Unfortunately, this query uses a static text, so I would like to replace The Cabin in the Woods by a vector. In order to do, I tried with the following code:

library(WikidataQueryServiceR)

example <- "The Cabin in the Woods" # Single string for testing purposes.

query_wikidata(paste('SELECT DISTINCT ?human ?humanLabel ?sex_or_gender ?sex_or_genderLabel WHERE {
  ?human wdt:P31 wd:Q5.
  ?human rdfs:label', example, '@en.
  ?human wdt:P21 ?sex_or_gender.
  SERVICE wikibase:label { bd:serviceParam wikibase:language "en". }
  OPTIONAL { ?human wdt:P2561 ?name. }
}', sep = ""))

But that does not work as expected, as I get the following result:

Error in FUN(X[[i]], ...) : Bad Request (HTTP 400).

What am I doing wrong?


Solution

  • Have you tried to output your SPARQL query? —

    • There is no space after rdfs:label
    • There are no quotes around The Cabin in the Woods

    In your R code, instead of

      ?human rdfs:label', example, '@en.
    

    line 7 should be:

      ?human rdfs:label "', example, '"@en.
    

    Although query_wikidata() can accept vector of strings, I'd suggest to use SPARQL 1.1 VALUES instead, in order to avoid too many requests.

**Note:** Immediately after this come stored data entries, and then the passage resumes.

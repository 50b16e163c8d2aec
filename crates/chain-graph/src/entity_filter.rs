//! Entity filter (spec.md §4.5): retype nodes whose retained evidence is
//! exclusively a single non-process category.

use chain_core::chain::NodeKind;
use chain_core::types::LogType;

use crate::graph::Graph;

/// Retype every node in `graph` whose alarms/logs all agree on one of
/// the recognized category rules. Nodes that mix categories, or whose
/// evidence doesn't match any rule, remain `NodeKind::Process`.
pub fn apply(graph: &mut Graph) {
    let ids: Vec<String> = graph.node_ids().map(|s| s.to_string()).collect();
    for id in ids {
        if let Some(kind) = classify(graph, &id) {
            graph.node_mut(&id).unwrap().node_kind = kind;
        }
    }
}

fn classify(graph: &Graph, id: &str) -> Option<NodeKind> {
    let node = graph.node(id)?;
    if node.is_alarm || node.is_virtual {
        return None;
    }

    let mut kind: Option<NodeKind> = None;
    for log in &node.logs {
        let this_kind = rule_for(&log.log_type, &log.op_type)?;
        match kind {
            None => kind = Some(this_kind),
            Some(k) if k == this_kind => {}
            Some(_) => return None,
        }
    }
    kind
}

fn rule_for(log_type: &LogType, op_type: &str) -> Option<NodeKind> {
    match (log_type, op_type) {
        (LogType::File, "create" | "write" | "delete") => Some(NodeKind::FileEntity),
        (LogType::Network, "connect") => Some(NodeKind::NetworkEntity),
        (LogType::Domain, "connect") => Some(NodeKind::DomainEntity),
        (LogType::Registry, "setValue") => Some(NodeKind::RegistryEntity),
        _ => None,
    }
}

#[cfg(test)]
mod tests {
    use super::*;
    use chain_core::types::{EventPayload, RawLog};

    fn log(guid: &str, log_type: LogType, op_type: &str) -> RawLog {
        RawLog {
            event_id: format!("L-{guid}"),
            trace_id: "T1".to_string(),
            host_address: "10.0.0.1".to_string(),
            process_guid: Some(guid.to_string()),
            parent_process_guid: None,
            start_time: "2026-01-01T00:00:00Z".to_string(),
            log_type,
            op_type: op_type.to_string(),
            event_type: "file".to_string(),
            payload: EventPayload::default(),
        }
    }

    #[test]
    fn file_write_retypes_to_file_entity() {
        let mut graph = Graph::new();
        graph.get_or_create("F1");
        graph.add_log("F1", log("F1", LogType::File, "write"));
        apply(&mut graph);
        assert_eq!(graph.node("F1").unwrap().node_kind, NodeKind::FileEntity);
    }

    #[test]
    fn mixed_categories_remain_process() {
        let mut graph = Graph::new();
        graph.get_or_create("M1");
        graph.add_log("M1", log("M1", LogType::File, "write"));
        graph.add_log("M1", log("M1", LogType::Network, "connect"));
        apply(&mut graph);
        assert_eq!(graph.node("M1").unwrap().node_kind, NodeKind::Process);
    }

    #[test]
    fn alarm_nodes_are_never_retyped() {
        let mut graph = Graph::new();
        graph.get_or_create("A1").is_alarm = true;
        graph.add_log("A1", log("A1", LogType::File, "write"));
        apply(&mut graph);
        assert_eq!(graph.node("A1").unwrap().node_kind, NodeKind::Process);
    }
}
//! Errors surfaced internally during graph construction.
//!
//! Per spec.md §7, none of these propagate out of the public engine
//! API — `GraphBuilder`/`Pruner` log and degrade in place. The type
//! exists so internal stages can use `?` and so tests can assert on the
//! specific failure that was swallowed.

use thiserror::Error;

#[derive(Error, Debug)]
pub enum GraphError {
    #[error("node {0} not found")]
    NodeNotFound(String),

    #[error("edge ({0}, {1}) would create a self-loop")]
    SelfLoop(String, String),

    #[error("edge ({0}, {1}) would introduce a cycle (reverse edge already present)")]
    CycleRejected(String, String),

    #[error("pruning failed: {0}")]
    PruneFailure(String),
}

pub type Result<T> = std::result::Result<T, GraphError>;
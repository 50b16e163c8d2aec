//! Top-level error type for the incident process chain platform.

use thiserror::Error;

#[derive(Error, Debug)]
pub enum ChainError {
    #[error("Configuration error: {0}")]
    Config(String),

    #[error("Query error: {0}")]
    Query(String),

    #[error("Graph build error: {0}")]
    GraphBuild(String),

    #[error("Serialization error: {0}")]
    Serialization(#[from] serde_json::Error),

    #[error("Internal error: {0}")]
    Internal(String),
}

pub type Result<T> = std::result::Result<T, ChainError>;
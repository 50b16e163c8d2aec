//! Bridger (spec.md §4.8): link the externally supplied network
//! storyline graph to each host's endpoint provenance root.

use std::collections::{HashMap, HashSet};

use chain_core::chain::{EdgeLabel, NodeKind};
use serde::{Deserialize, Serialize};

use crate::graph::Graph;

/// A node from the externally supplied network-side storyline graph.
#[derive(Debug, Clone, Serialize, Deserialize)]
#[serde(rename_all = "camelCase")]
pub struct NetworkNode {
    pub node_id: String,
    pub node_type: String,
    pub ip: Option<String>,
}

/// An edge from the externally supplied network-side storyline graph.
#[derive(Debug, Clone, Serialize, Deserialize)]
#[serde(rename_all = "camelCase")]
pub struct NetworkEdge {
    pub source: String,
    pub target: String,
}

/// Seed the network storyline's nodes into `graph` as story nodes (so
/// the final conversion can project them alongside chain nodes), then
/// link every `victim` story node to its host's endpoint root.
pub fn bridge(
    graph: &mut Graph,
    network_nodes: &[NetworkNode],
    network_edges: &[NetworkEdge],
    host_to_trace_id: &HashMap<String, String>,
) {
    for node in network_nodes {
        let g = graph.get_or_create(&node.node_id);
        g.is_story = true;
        g.story_type = Some(node.node_type.clone());
        g.ip = node.ip.clone();
    }
    for edge in network_edges {
        let _ = graph.add_network_edge(&edge.source, &edge.target, EdgeLabel::Connected);
    }

    let source_set: HashSet<&str> = network_edges.iter().map(|e| e.source.as_str()).collect();

    for victim in network_nodes.iter().filter(|n| n.node_type == "victim") {
        let Some(ip) = &victim.ip else { continue };
        let Some(trace_id) = host_to_trace_id.get(ip) else { continue };
        let Some(root_id) = graph.trace_id_to_root_node.get(trace_id).cloned() else { continue };

        if source_set.contains(victim.node_id.as_str()) {
            let bridge_id = format!("VIRTUAL_BRIDGE_{}", victim.node_id);
            {
                let spacer = graph.get_or_create(&bridge_id);
                spacer.node_kind = NodeKind::Virtual;
                spacer.is_virtual = true;
            }
            let _ = graph.add_edge(&victim.node_id, &bridge_id, EdgeLabel::Bridge);
            let _ = graph.add_edge(&bridge_id, &root_id, EdgeLabel::Bridge);
        } else {
            let _ = graph.add_edge(&victim.node_id, &root_id, EdgeLabel::Bridge);
        }
    }
}

#[cfg(test)]
mod tests {
    use super::*;

    fn setup_endpoint_graph() -> Graph {
        let mut graph = Graph::new();
        graph.get_or_create("P1").is_root = true;
        graph.trace_id_to_root_node.insert("T1".to_string(), "P1".to_string());
        graph
    }

    #[test]
    fn s6_victim_in_source_set_gets_bridge_spacer() {
        let mut graph = setup_endpoint_graph();
        let nodes = vec![
            NetworkNode { node_id: "attacker".to_string(), node_type: "attacker".to_string(), ip: None },
            NetworkNode { node_id: "victim".to_string(), node_type: "victim".to_string(), ip: Some("10.0.0.1".to_string()) },
            NetworkNode { node_id: "server".to_string(), node_type: "server".to_string(), ip: None },
        ];
        let edges = vec![
            NetworkEdge { source: "attacker".to_string(), target: "victim".to_string() },
            NetworkEdge { source: "victim".to_string(), target: "server".to_string() },
        ];
        let mut host_to_trace = HashMap::new();
        host_to_trace.insert("10.0.0.1".to_string(), "T1".to_string());

        bridge(&mut graph, &nodes, &edges, &host_to_trace);

        assert!(graph.has_edge("attacker", "victim"));
        assert!(graph.has_edge("victim", "server"));
        assert!(graph.has_edge("victim", "VIRTUAL_BRIDGE_victim"));
        assert!(graph.has_edge("VIRTUAL_BRIDGE_victim", "P1"));
    }

    #[test]
    fn victim_not_in_source_set_gets_direct_edge() {
        let mut graph = setup_endpoint_graph();
        let nodes = vec![NetworkNode {
            node_id: "victim".to_string(),
            node_type: "victim".to_string(),
            ip: Some("10.0.0.1".to_string()),
        }];
        let mut host_to_trace = HashMap::new();
        host_to_trace.insert("10.0.0.1".to_string(), "T1".to_string());

        bridge(&mut graph, &nodes, &[], &host_to_trace);

        assert!(graph.has_edge("victim", "P1"));
        assert!(!graph.contains("VIRTUAL_BRIDGE_victim"));
    }

    #[test]
    fn reverse_pair_network_edges_both_survive() {
        // Two hosts connecting to each other — a legitimate bidirectional
        // network edge that `Graph::add_edge`'s I3 reverse-edge rejection
        // would otherwise silently drop one direction of.
        let mut graph = Graph::new();
        let nodes = vec![
            NetworkNode { node_id: "hostA".to_string(), node_type: "host".to_string(), ip: None },
            NetworkNode { node_id: "hostB".to_string(), node_type: "host".to_string(), ip: None },
        ];
        let edges = vec![
            NetworkEdge { source: "hostA".to_string(), target: "hostB".to_string() },
            NetworkEdge { source: "hostB".to_string(), target: "hostA".to_string() },
        ];

        bridge(&mut graph, &nodes, &edges, &HashMap::new());

        assert!(graph.has_edge("hostA", "hostB"));
        assert!(graph.has_edge("hostB", "hostA"));
        assert_eq!(graph.edge_count(), 2);
    }

    #[test]
    fn victim_with_unmapped_ip_is_skipped() {
        let mut graph = setup_endpoint_graph();
        let nodes = vec![NetworkNode {
            node_id: "victim".to_string(),
            node_type: "victim".to_string(),
            ip: Some("10.0.0.99".to_string()),
        }];
        bridge(&mut graph, &nodes, &[], &HashMap::new());
        assert_eq!(graph.out_degree("victim"), 0);
    }
}
//! Explore injector (spec.md §4.7): give every traceId without a real
//! root, and every broken node, a synthetic upward anchor.

use chain_core::chain::{EdgeLabel, NodeKind};

use crate::graph::Graph;

pub const EXPLORE_ROOT_PREFIX: &str = "EXPLORE_ROOT_";

/// Inject `EXPLORE_ROOT_<traceId>` anchors for every traceId in
/// `trace_ids` lacking a real root, then wire every broken node to its
/// traceId's root (real or newly injected) with a "broken" edge.
///
/// Resolves spec.md's Open Question #1: a broken node with no recorded
/// traceId attaches to the lexicographically smallest traceId that
/// needed an explore root, rather than to an unspecified "first" in
/// iteration order.
pub fn inject(graph: &mut Graph, trace_ids: &[String]) {
    let mut without_root: Vec<String> = trace_ids
        .iter()
        .filter(|t| !graph.trace_id_to_root_node.contains_key(t.as_str()))
        .cloned()
        .collect();
    without_root.sort();

    if without_root.is_empty() && graph.broken_node_ids().is_empty() {
        return;
    }

    for trace_id in &without_root {
        let explore_id = format!("{EXPLORE_ROOT_PREFIX}{trace_id}");
        {
            let node = graph.get_or_create(&explore_id);
            node.node_kind = NodeKind::Explore;
            node.is_root = true;
            node.trace_id = Some(trace_id.clone());
        }
        graph.trace_id_to_root_node.insert(trace_id.clone(), explore_id);
    }

    let fallback_trace_id = without_root
        .first()
        .cloned()
        .or_else(|| graph.trace_id_to_root_node.keys().min().cloned());

    let broken_ids: Vec<String> = graph.broken_node_ids().into_iter().map(String::from).collect();
    for broken_id in broken_ids {
        let trace_id = graph
            .broken_node_to_trace_id
            .get(&broken_id)
            .cloned()
            .or_else(|| fallback_trace_id.clone());
        let Some(trace_id) = trace_id else { continue };
        let Some(root_id) = graph.trace_id_to_root_node.get(&trace_id).cloned() else {
            continue;
        };
        let _ = graph.add_edge(&root_id, &broken_id, EdgeLabel::Broken);
    }
}

#[cfg(test)]
mod tests {
    use super::*;

    #[test]
    fn s2_broken_chain_gets_explore_root() {
        let mut graph = Graph::new();
        graph.get_or_create("P2").is_broken = true;
        graph.broken_node_to_trace_id.insert("P2".to_string(), "T".to_string());

        inject(&mut graph, &["T".to_string()]);

        assert!(graph.contains("EXPLORE_ROOT_T"));
        assert!(graph.node("EXPLORE_ROOT_T").unwrap().is_root);
        assert!(graph.has_edge("EXPLORE_ROOT_T", "P2"));
        assert_eq!(graph.trace_id_to_root_node.get("T"), Some(&"EXPLORE_ROOT_T".to_string()));
    }

    #[test]
    fn noop_when_all_traces_rooted_and_nothing_broken() {
        let mut graph = Graph::new();
        graph.get_or_create("P1").is_root = true;
        graph.trace_id_to_root_node.insert("T".to_string(), "P1".to_string());

        inject(&mut graph, &["T".to_string()]);
        assert_eq!(graph.node_count(), 1);
    }

    #[test]
    fn b3_exactly_one_explore_root_for_one_broken_node() {
        let mut graph = Graph::new();
        for i in 0..401 {
            graph.get_or_create(&format!("n{i}"));
        }
        graph.node_mut("n0").unwrap().is_broken = true;
        graph.broken_node_to_trace_id.insert("n0".to_string(), "T".to_string());

        inject(&mut graph, &["T".to_string()]);

        let explore_count = graph.node_ids().filter(|id| id.starts_with(EXPLORE_ROOT_PREFIX)).count();
        assert_eq!(explore_count, 1);
        let broken_edges = graph.edges().iter().filter(|e| e.label == EdgeLabel::Broken).count();
        assert_eq!(broken_edges, 1);
    }

    #[test]
    fn unrecorded_trace_id_falls_back_to_lexicographic_smallest() {
        let mut graph = Graph::new();
        graph.get_or_create("orphan").is_broken = true;
        // no entry in broken_node_to_trace_id

        inject(&mut graph, &["Tb".to_string(), "Ta".to_string()]);

        assert!(graph.has_edge("EXPLORE_ROOT_Ta", "orphan"));
    }
}
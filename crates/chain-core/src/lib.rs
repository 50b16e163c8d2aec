//! Shared domain types, configuration, and error kinds for the incident
//! process chain platform.

pub mod chain;
pub mod config;
pub mod error;
pub mod types;

pub use chain::{
    AlarmNodeInfo, ChainNodeInfo, EdgeLabel, EntityPayload, IncidentEdge, IncidentNode,
    IncidentProcessChain, NodeKind, ProcessEntity, StoryNodeInfo,
};
pub use config::ChainConfig;
pub use error::{ChainError, Result};
pub use types::{EventPayload, IpMappingRelation, LogType, RawAlarm, RawLog, Severity};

    library(WikidataQueryServiceR)
    
    example <- c("John Lennon", "Paul McCartney")
    
    values <- paste(sprintf("('%s'@en)", example), collapse=" ")
    
    query <- paste(
      'SELECT DISTINCT ?label ?human ?humanLabel ?sexLabel {
           VALUES(?label) {', values,
          '} 
           ?human wdt:P31 wd:Q5.
           ?human rdfs:label ?label.
           ?human wdt:P21 ?sex.
           SERVICE wikibase:label { bd:serviceParam wikibase:language "en". }
       }'
    )  
    
    query_wikidata(query)
    

    For large number of VALUES, you probably need to use the development verion of WikidataQueryServiceR: it seems that only the development version supports POST requests.